START Provided records

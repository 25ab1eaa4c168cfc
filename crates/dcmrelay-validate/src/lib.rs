//! The Validate workflow (spec §4.8): backfill any IUID missing from
//! `send_results_by_file.csv`, then reconcile every unique IUID against the
//! archive's REST instance index. Grounded on
//! `original_source/.../workflows/validation.py::run_validation`.

pub mod error;

use std::collections::HashMap;
use std::sync::atomic::{AtomicBool, Ordering};
use std::time::Instant;

use camino::{Utf8Path, Utf8PathBuf};
use dcmrelay_artifact::csv_io::{append_csv_row, read_csv_rows};
use dcmrelay_artifact::events::write_telemetry_event;
use dcmrelay_artifact::iuid_map::{apply_send_result_updates, build_iuid_map_from_send_rows, merge_iuid_map_from_legacy_file, IuidMapEntry};
use dcmrelay_artifact::layout::{cleanup_run_artifact_variants, resolve_run_artifact_path};
use dcmrelay_config::Config;
use dcmrelay_driver::driver::Driver;
use dcmrelay_rest::RestClient;
use dcmrelay_types::event::EventType;
use dcmrelay_types::record::{ReconciliationRow, SendResultRow, ValidationResultRow};
use dcmrelay_types::{ReconciliationStatus, SendStatus, ValidationOutcome};
use dcmrelay_util::clock::now_br;

pub use error::ValidateError;

/// Filenames that must be regenerated from scratch, never appended across
/// attempts (spec §11 "cleanup must still recognize legacy names").
const STALE_ON_REVALIDATE: &[&str] =
    &["validation_results.csv", "validation_by_iuid.csv", "validation_by_file.csv", "reconciliation_report.csv"];

pub struct ValidateOptions<'a> {
    pub cfg: &'a Config,
    pub driver: &'a dyn Driver,
    pub run_id: &'a str,
}

#[derive(Debug, Clone)]
pub struct ValidateOutcome {
    pub run_id: String,
    pub run_dir: Utf8PathBuf,
    pub final_status: ReconciliationStatus,
    pub total_iuid_unique: u64,
    pub iuid_ok: u64,
    pub iuid_not_found: u64,
    pub iuid_api_error: u64,
    pub validation_duration_sec: f64,
}

/// Run the Validate workflow against `opts.run_id`'s already-sent files.
pub async fn run_validation(
    opts: &ValidateOptions<'_>,
    runs_base: &Utf8Path,
    cancelled: &AtomicBool,
    mut progress: impl FnMut(&str),
) -> Result<ValidateOutcome, ValidateError> {
    let start = Instant::now();
    let run_id = opts.run_id;
    let run_dir = runs_base.join(run_id);
    if !run_dir.is_dir() {
        return Err(ValidateError::RunNotFound(run_dir));
    }

    let send_results_path = resolve_run_artifact_path(&run_dir, "send_results_by_file.csv", true)
        .map_err(artifact_io_err(&run_dir))?;
    if !send_results_path.exists() {
        return Err(ValidateError::SendResultsMissing(send_results_path));
    }
    let legacy_iuid_map_path = resolve_run_artifact_path(&run_dir, "file_iuid_map.csv", false)
        .map_err(artifact_io_err(&run_dir))?;
    for filename in STALE_ON_REVALIDATE {
        cleanup_run_artifact_variants(&run_dir, filename).map_err(artifact_io_err(&run_dir))?;
    }
    let events_path = resolve_run_artifact_path(&run_dir, "events.csv", true).map_err(artifact_io_err(&run_dir))?;
    let validation_results_path =
        resolve_run_artifact_path(&run_dir, "validation_results.csv", true).map_err(artifact_io_err(&run_dir))?;
    let recon_path = resolve_run_artifact_path(&run_dir, "reconciliation_report.csv", true).map_err(artifact_io_err(&run_dir))?;

    let send_rows: Vec<SendResultRow> =
        read_csv_rows(&send_results_path)?.into_iter().filter(|r| r.run_id == run_id).collect();
    let mut map_by_file = build_iuid_map_from_send_rows(&send_rows);
    merge_iuid_map_from_legacy_file(&mut map_by_file, &legacy_iuid_map_path)?;

    let total_send_rows = send_rows.len() as u64;
    let sent_ok_rows: Vec<&SendResultRow> = send_rows.iter().filter(|r| r.send_status == SendStatus::SentOk).collect();
    let send_ok_files = sent_ok_rows.len() as u64;
    let send_warn_files = send_rows
        .iter()
        .filter(|r| matches!(r.send_status, SendStatus::NonDicom | SendStatus::UnsupportedDicomObject | SendStatus::SentUnknown))
        .count() as u64;
    let send_fail_files = send_rows.iter().filter(|r| r.send_status == SendStatus::SendFail).count() as u64;

    write_telemetry_event(
        &events_path,
        run_id,
        EventType::ValidationStart,
        format!(
            "send_rows={total_send_rows};sent_ok={send_ok_files};send_warn={send_warn_files};\
             send_fail={send_fail_files};mapped_iuid={}",
            map_by_file.len()
        ),
        "",
    )?;
    progress(&format!("progresso validacao: iniciando | sent_ok={send_ok_files}"));

    // Consistency pass: extract any IUID missing for a SENT_OK file before
    // ever calling the archive.
    let mut updates_by_file: HashMap<String, IuidMapEntry> = HashMap::new();
    for row in &sent_ok_rows {
        let fp = row.file_path.trim();
        if fp.is_empty() || map_by_file.contains_key(fp) {
            continue;
        }
        let meta = opts.driver.extract_metadata(Utf8Path::new(fp));
        if meta.is_ok() {
            let entry = IuidMapEntry {
                sop_instance_uid: meta.sop_instance_uid.clone(),
                source_ts_uid: meta.source_ts_uid.clone(),
                source_ts_name: meta.source_ts_name.clone(),
                extract_status: "CONSISTENCY_OK".to_string(),
            };
            map_by_file.insert(fp.to_string(), entry.clone());
            updates_by_file.insert(fp.to_string(), entry);
            write_telemetry_event(&events_path, run_id, EventType::ConsistencyFilled, "iuid filled before validation", format!("file_path={fp}"))?;
        } else {
            write_telemetry_event(
                &events_path,
                run_id,
                EventType::ConsistencyMissing,
                if meta.error.is_empty() { "could not extract iuid".to_string() } else { meta.error.clone() },
                format!("file_path={fp}"),
            )?;
        }
    }
    apply_send_result_updates(&send_results_path, run_id, &updates_by_file)?;

    let mut iuid_to_files: HashMap<String, Vec<String>> = HashMap::new();
    for row in &sent_ok_rows {
        let fp = row.file_path.trim();
        let Some(entry) = map_by_file.get(fp) else { continue };
        if entry.sop_instance_uid.is_empty() {
            continue;
        }
        iuid_to_files.entry(entry.sop_instance_uid.clone()).or_default().push(fp.to_string());
    }

    let rest_client = RestClient::new()?;
    let mut ok_count = 0u64;
    let mut miss_count = 0u64;
    let mut api_err_count = 0u64;
    let mut checked = 0u64;
    let total_iuids = iuid_to_files.len() as u64;

    let mut iuids: Vec<&String> = iuid_to_files.keys().collect();
    iuids.sort();
    for iuid in iuids {
        if cancelled.load(Ordering::SeqCst) {
            return Err(ValidateError::Cancelled);
        }
        let files = &iuid_to_files[iuid];
        let query = rest_client.query_instance(&opts.cfg.pacs_rest_host, &opts.cfg.aet_dest, iuid).await;
        match query.outcome {
            ValidationOutcome::Ok => ok_count += 1,
            ValidationOutcome::ApiError => api_err_count += 1,
            ValidationOutcome::NotFound => miss_count += 1,
        }

        for fp in files {
            append_csv_row(
                &validation_results_path,
                &ValidationResultRow {
                    run_id: run_id.to_string(),
                    file_path: fp.clone(),
                    sop_instance_uid: iuid.clone(),
                    send_status: SendStatus::SentOk,
                    validation_status: query.outcome,
                    api_found: query.api_found(),
                    http_status: query.http_status.clone(),
                    detail: query.detail.clone(),
                    checked_at: now_br(),
                },
            )?;
        }

        checked += 1;
        if checked % 100 == 0 {
            progress(&format!("progresso validacao: {checked}/{total_iuids} iuids consultados"));
        }
    }

    let final_status = if api_err_count > 0 && ok_count == 0 {
        ReconciliationStatus::Fail
    } else if send_fail_files > 0 || api_err_count > 0 || miss_count > 0 {
        ReconciliationStatus::PassWithWarnings
    } else {
        ReconciliationStatus::Pass
    };
    let validation_duration_sec = start.elapsed().as_secs_f64();

    append_csv_row(
        &recon_path,
        &ReconciliationRow {
            run_id: run_id.to_string(),
            toolkit: opts.cfg.toolkit,
            total_iuid_unique: total_iuids,
            iuid_ok: ok_count,
            iuid_not_found: miss_count,
            iuid_api_error: api_err_count,
            send_warning_files: send_warn_files,
            send_failed_files: send_fail_files,
            final_status,
            validation_duration_sec,
            generated_at: now_br(),
        },
    )?;

    write_telemetry_event(
        &events_path,
        run_id,
        EventType::ValidationEnd,
        format!(
            "status={final_status};iuid_total={total_iuids};iuid_ok={ok_count};\
             iuid_not_found={miss_count};iuid_api_error={api_err_count};validation_duration_sec={validation_duration_sec}"
        ),
        "",
    )?;
    progress(&format!("progresso validacao: concluido | status={final_status}"));

    Ok(ValidateOutcome {
        run_id: run_id.to_string(),
        run_dir,
        final_status,
        total_iuid_unique: total_iuids,
        iuid_ok: ok_count,
        iuid_not_found: miss_count,
        iuid_api_error: api_err_count,
        validation_duration_sec,
    })
}

fn artifact_io_err(run_dir: &Utf8Path) -> impl Fn(std::io::Error) -> ValidateError + '_ {
    move |source| ValidateError::Artifact(dcmrelay_artifact::ArtifactError::Write { path: run_dir.to_path_buf(), source })
}

#[cfg(test)]
mod tests {
    use super::*;
    use dcmrelay_types::{ExtractStatus, Toolkit};

    fn send_row(send_status: SendStatus) -> SendResultRow {
        SendResultRow {
            run_id: "r1".into(),
            file_path: "/a.dcm".into(),
            chunk_no: 1,
            toolkit: Toolkit::ToolT,
            ts_mode: "AUTO".into(),
            send_status,
            status_detail: String::new(),
            sop_instance_uid: "1.2.3".into(),
            source_ts_uid: String::new(),
            source_ts_name: String::new(),
            extract_status: ExtractStatus::Ok,
            processed_at: "2026-07-28T00:00:00".into(),
        }
    }

    #[test]
    fn counts_exclude_sent_ok_from_warnings_and_failures() {
        let rows = [send_row(SendStatus::SentOk), send_row(SendStatus::SendFail), send_row(SendStatus::NonDicom)];
        let warn = rows
            .iter()
            .filter(|r| matches!(r.send_status, SendStatus::NonDicom | SendStatus::UnsupportedDicomObject | SendStatus::SentUnknown))
            .count();
        let fail = rows.iter().filter(|r| r.send_status == SendStatus::SendFail).count();
        assert_eq!(warn, 1);
        assert_eq!(fail, 1);
    }
}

END Provided records

* **What this task involves**
The line with "index. Grounded on" is the last to include; transcribe exactly every line from the top of the material above down to it.

* **Answer box**
repository 25ab1eaa4c168cfc
filename crates/dcmrelay-validate/src/lib.rs
//! The Validate workflow (spec §4.8): backfill any IUID missing from
//! `send_results_by_file.csv`, then reconcile every unique IUID against the
//! archive's REST instance index. Grounded on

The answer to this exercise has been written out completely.